(Dataset records)

>>>>>

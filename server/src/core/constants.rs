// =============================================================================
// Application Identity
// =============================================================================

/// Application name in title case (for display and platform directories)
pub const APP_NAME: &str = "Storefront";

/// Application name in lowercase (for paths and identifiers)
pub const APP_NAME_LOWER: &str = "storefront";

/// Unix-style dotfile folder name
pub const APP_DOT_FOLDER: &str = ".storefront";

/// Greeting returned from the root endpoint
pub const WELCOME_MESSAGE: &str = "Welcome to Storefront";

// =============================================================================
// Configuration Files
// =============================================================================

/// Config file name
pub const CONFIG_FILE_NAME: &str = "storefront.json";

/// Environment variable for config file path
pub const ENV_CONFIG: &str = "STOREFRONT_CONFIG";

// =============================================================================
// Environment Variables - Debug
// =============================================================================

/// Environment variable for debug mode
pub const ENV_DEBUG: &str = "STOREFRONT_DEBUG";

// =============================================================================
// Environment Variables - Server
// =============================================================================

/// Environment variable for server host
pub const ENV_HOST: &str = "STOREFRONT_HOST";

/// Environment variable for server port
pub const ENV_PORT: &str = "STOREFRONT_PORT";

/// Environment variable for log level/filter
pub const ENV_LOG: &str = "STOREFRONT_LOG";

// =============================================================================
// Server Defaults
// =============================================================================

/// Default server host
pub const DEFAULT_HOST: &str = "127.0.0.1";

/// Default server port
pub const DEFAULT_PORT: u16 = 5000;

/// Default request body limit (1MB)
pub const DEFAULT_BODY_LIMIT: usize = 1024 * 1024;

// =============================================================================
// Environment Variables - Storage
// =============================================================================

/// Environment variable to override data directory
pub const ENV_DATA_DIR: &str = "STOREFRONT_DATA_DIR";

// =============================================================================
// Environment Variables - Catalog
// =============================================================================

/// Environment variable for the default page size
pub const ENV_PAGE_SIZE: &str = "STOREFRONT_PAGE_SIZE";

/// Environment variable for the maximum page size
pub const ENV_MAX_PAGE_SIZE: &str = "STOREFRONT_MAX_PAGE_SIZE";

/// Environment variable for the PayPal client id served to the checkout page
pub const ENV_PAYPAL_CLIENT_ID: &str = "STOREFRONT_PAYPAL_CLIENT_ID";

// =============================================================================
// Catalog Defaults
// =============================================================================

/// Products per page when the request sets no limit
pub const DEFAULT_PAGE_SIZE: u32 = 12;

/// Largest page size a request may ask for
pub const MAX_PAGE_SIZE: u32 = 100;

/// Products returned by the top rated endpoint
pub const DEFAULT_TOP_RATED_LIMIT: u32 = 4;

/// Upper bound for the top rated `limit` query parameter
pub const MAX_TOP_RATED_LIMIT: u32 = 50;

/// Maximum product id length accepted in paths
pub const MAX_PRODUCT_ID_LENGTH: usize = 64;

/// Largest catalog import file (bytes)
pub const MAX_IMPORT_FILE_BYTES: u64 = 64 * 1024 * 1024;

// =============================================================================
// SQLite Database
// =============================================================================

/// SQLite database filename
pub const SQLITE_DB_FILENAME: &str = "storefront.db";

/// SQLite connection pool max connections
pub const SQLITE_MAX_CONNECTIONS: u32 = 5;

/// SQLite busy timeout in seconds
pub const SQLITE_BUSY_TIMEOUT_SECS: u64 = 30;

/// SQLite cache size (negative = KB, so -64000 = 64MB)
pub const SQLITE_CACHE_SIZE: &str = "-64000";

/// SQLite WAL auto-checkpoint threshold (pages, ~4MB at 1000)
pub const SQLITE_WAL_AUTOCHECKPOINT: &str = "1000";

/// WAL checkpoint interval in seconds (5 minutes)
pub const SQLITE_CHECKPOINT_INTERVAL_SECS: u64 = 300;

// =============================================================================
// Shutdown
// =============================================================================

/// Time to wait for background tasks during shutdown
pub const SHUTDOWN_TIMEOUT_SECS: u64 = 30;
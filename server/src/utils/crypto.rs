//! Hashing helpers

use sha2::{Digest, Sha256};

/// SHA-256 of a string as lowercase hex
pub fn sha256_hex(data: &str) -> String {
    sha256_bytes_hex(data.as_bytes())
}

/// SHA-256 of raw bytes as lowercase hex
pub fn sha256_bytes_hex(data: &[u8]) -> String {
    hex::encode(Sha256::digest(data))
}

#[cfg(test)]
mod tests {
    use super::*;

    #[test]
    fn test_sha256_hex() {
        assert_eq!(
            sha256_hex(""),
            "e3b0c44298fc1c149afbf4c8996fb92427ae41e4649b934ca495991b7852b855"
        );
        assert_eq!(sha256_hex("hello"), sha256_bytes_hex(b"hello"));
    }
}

<<<<<

> **Task item**
Every line above that holds the string "request" should be copied into the answer.

> **Task response**
/// Default request body limit (1MB)
/// Products per page when the request sets no limit
/// Largest page size a request may ask for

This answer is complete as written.